→ Assigned task
Scan each line of the entries below for the word "lote" and count the ones where it appears. The answer is that number alone.

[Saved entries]
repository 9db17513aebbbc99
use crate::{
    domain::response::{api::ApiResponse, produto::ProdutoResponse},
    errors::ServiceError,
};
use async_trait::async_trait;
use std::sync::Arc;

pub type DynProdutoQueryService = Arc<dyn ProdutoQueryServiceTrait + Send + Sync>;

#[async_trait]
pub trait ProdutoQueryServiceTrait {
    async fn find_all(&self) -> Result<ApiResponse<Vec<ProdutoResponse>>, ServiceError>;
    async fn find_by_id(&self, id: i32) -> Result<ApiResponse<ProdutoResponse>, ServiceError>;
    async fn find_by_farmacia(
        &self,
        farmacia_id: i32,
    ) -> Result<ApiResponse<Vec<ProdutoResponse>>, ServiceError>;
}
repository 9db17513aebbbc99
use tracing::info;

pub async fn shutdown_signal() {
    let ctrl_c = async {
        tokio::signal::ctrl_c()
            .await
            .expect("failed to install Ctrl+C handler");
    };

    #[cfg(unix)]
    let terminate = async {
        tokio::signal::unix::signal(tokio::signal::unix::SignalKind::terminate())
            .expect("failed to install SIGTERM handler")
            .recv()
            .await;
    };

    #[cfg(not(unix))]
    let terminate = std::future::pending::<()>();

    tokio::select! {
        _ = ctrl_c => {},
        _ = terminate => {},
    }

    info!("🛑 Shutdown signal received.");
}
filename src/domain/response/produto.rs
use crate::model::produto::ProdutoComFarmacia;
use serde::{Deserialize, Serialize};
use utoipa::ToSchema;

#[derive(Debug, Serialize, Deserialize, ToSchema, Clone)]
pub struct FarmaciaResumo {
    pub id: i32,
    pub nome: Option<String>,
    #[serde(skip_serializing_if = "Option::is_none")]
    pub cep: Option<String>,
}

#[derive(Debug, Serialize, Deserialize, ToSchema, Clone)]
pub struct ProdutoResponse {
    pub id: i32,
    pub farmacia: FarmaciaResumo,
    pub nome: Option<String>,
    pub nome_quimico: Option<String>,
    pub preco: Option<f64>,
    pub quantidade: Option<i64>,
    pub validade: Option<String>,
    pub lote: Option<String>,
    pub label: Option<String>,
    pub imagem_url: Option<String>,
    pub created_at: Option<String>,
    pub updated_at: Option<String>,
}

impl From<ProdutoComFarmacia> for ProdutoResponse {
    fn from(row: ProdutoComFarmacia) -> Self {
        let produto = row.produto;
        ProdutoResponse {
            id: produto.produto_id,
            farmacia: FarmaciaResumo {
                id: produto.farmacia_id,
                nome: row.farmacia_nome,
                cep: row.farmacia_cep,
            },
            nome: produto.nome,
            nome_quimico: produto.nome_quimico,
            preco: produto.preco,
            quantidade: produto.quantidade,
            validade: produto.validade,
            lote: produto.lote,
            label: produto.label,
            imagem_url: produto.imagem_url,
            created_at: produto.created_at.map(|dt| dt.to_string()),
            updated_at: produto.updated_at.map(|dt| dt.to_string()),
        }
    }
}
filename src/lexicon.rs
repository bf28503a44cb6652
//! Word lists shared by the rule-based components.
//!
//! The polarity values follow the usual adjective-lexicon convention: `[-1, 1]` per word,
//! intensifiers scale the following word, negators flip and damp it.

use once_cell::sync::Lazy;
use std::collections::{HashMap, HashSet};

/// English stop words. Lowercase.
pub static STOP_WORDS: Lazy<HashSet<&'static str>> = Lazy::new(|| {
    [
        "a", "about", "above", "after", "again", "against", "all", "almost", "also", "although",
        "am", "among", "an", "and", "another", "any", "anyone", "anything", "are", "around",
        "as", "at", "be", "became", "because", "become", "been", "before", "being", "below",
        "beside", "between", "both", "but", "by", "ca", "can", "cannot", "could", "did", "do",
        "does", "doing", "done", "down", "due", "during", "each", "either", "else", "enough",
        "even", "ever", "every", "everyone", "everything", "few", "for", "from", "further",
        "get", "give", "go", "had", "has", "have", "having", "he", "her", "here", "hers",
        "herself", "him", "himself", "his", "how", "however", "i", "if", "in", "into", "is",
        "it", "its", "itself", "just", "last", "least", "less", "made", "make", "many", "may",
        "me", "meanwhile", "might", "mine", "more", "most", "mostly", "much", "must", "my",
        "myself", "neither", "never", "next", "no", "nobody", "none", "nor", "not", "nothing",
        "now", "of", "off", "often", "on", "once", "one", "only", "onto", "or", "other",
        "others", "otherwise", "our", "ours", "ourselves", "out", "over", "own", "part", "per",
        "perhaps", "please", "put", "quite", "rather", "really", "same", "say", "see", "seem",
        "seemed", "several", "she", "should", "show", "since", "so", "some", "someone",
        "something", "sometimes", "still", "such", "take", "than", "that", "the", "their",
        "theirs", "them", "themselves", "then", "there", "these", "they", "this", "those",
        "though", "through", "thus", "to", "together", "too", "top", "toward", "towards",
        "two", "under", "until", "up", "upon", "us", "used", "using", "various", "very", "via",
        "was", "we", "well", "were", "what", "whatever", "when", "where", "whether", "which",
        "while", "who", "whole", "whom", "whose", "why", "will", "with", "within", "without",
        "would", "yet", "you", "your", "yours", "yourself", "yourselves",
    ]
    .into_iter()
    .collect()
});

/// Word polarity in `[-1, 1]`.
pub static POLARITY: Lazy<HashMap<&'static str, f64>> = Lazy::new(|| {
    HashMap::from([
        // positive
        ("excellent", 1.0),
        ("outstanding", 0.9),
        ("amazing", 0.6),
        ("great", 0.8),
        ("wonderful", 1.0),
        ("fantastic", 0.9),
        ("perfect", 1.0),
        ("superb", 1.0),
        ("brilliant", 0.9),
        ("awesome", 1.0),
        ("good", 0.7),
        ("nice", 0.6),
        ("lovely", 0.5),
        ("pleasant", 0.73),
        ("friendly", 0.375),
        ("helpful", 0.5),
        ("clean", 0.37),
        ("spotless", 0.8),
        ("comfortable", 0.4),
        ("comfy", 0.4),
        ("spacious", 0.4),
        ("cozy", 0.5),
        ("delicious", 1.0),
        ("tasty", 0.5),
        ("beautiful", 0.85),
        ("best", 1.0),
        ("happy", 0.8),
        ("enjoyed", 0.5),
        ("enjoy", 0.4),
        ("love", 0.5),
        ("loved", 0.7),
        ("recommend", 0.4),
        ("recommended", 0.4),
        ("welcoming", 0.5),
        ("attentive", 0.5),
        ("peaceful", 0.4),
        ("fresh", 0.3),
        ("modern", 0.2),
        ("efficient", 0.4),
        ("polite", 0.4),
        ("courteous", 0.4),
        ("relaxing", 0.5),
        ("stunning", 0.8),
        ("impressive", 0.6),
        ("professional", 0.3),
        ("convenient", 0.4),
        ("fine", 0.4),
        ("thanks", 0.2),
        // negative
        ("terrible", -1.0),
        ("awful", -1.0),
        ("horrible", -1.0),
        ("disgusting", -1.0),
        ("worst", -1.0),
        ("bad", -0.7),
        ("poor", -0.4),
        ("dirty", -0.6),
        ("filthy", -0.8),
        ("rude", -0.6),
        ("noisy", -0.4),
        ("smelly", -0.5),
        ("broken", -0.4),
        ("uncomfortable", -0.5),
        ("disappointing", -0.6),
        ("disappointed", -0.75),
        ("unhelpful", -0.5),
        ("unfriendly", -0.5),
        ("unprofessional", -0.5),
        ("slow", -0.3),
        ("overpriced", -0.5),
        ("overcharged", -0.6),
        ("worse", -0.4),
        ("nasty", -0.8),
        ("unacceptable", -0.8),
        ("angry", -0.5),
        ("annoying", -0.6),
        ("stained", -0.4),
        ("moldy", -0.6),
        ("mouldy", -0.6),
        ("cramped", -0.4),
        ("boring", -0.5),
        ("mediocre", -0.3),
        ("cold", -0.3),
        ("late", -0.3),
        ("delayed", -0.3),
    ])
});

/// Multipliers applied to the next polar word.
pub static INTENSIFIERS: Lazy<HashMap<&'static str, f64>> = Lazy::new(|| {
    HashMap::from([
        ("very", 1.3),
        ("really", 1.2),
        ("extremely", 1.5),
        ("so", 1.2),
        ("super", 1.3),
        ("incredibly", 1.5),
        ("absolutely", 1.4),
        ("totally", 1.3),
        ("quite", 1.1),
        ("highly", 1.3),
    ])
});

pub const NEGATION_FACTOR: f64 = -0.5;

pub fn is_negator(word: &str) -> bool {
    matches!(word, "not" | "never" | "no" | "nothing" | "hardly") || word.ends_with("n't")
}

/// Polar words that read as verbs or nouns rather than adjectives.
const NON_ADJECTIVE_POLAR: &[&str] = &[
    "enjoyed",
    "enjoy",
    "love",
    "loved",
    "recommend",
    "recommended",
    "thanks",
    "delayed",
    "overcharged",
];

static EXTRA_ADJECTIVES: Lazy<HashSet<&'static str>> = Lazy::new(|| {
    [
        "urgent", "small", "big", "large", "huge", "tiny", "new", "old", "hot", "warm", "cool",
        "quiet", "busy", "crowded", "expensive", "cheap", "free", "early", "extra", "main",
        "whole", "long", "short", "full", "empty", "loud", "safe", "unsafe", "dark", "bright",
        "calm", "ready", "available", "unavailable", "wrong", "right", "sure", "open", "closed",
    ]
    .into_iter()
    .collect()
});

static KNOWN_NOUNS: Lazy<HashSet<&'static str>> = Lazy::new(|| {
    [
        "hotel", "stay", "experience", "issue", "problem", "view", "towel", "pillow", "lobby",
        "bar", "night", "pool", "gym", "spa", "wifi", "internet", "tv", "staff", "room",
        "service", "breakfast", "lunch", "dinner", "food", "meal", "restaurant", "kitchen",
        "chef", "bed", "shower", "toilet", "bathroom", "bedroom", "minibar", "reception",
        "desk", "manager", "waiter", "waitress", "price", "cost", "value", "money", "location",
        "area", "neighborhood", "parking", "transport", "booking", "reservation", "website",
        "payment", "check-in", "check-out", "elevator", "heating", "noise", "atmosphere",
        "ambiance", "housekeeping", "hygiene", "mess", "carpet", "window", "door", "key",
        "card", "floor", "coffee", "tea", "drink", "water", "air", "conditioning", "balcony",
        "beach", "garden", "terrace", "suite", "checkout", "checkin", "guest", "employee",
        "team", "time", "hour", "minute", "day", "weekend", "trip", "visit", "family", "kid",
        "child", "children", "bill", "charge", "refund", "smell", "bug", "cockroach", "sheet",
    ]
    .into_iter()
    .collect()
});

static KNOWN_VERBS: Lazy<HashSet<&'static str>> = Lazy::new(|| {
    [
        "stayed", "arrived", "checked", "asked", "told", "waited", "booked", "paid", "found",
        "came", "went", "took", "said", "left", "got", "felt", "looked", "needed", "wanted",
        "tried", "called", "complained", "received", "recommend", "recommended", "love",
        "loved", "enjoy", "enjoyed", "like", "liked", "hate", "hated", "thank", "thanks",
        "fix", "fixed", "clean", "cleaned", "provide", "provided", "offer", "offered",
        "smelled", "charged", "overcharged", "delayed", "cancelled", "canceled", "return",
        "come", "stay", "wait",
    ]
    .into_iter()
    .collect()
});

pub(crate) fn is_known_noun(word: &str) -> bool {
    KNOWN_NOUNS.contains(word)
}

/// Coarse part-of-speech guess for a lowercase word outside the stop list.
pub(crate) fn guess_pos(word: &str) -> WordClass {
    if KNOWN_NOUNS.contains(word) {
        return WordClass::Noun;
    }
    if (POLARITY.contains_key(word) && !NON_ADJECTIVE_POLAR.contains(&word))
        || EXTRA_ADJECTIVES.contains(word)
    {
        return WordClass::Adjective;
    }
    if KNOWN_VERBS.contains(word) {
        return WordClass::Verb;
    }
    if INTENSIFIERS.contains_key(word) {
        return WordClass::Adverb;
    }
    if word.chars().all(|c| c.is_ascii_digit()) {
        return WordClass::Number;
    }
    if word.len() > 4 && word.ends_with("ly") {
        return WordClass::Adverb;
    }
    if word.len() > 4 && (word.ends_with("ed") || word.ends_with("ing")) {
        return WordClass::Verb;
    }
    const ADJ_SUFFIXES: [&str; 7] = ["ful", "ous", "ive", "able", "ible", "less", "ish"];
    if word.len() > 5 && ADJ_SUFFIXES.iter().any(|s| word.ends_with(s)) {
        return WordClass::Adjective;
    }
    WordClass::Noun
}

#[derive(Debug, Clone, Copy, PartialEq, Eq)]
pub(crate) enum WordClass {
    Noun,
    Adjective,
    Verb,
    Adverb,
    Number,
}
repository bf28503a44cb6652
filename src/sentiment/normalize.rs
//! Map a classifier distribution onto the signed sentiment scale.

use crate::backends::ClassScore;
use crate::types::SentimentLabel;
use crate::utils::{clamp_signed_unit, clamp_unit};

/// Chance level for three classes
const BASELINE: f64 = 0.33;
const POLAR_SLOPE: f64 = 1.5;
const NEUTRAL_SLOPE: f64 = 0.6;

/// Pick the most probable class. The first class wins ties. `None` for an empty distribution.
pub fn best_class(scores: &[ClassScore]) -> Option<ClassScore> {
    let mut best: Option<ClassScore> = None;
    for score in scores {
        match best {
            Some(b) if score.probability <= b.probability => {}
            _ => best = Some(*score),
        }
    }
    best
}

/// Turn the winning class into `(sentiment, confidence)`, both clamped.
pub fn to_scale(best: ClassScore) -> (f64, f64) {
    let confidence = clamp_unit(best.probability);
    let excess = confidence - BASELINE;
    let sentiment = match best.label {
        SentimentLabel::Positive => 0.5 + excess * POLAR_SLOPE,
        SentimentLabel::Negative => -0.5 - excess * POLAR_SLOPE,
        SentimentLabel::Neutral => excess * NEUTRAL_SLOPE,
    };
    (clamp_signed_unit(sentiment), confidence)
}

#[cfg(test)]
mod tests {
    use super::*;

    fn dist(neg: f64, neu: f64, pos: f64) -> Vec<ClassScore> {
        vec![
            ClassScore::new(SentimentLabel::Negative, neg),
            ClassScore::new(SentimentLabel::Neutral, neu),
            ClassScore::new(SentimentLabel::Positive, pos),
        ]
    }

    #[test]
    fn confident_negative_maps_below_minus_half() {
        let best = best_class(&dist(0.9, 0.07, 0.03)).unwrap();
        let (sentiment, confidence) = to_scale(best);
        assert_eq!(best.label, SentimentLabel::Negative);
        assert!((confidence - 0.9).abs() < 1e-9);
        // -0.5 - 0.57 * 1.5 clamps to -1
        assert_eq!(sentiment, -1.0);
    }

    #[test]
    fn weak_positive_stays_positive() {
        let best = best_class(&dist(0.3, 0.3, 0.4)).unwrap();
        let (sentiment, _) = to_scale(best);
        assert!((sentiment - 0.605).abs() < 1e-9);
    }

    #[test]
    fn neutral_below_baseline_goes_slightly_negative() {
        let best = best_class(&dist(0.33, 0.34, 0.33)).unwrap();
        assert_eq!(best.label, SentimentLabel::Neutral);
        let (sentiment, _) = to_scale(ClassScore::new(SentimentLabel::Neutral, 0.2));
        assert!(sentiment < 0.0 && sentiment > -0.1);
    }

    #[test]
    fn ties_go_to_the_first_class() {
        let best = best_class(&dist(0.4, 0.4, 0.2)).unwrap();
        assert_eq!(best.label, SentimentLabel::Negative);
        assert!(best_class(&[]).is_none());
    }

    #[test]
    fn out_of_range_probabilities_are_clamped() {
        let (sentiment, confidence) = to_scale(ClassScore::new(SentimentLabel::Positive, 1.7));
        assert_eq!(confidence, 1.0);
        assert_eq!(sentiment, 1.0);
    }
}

→ Answer to the exercise
2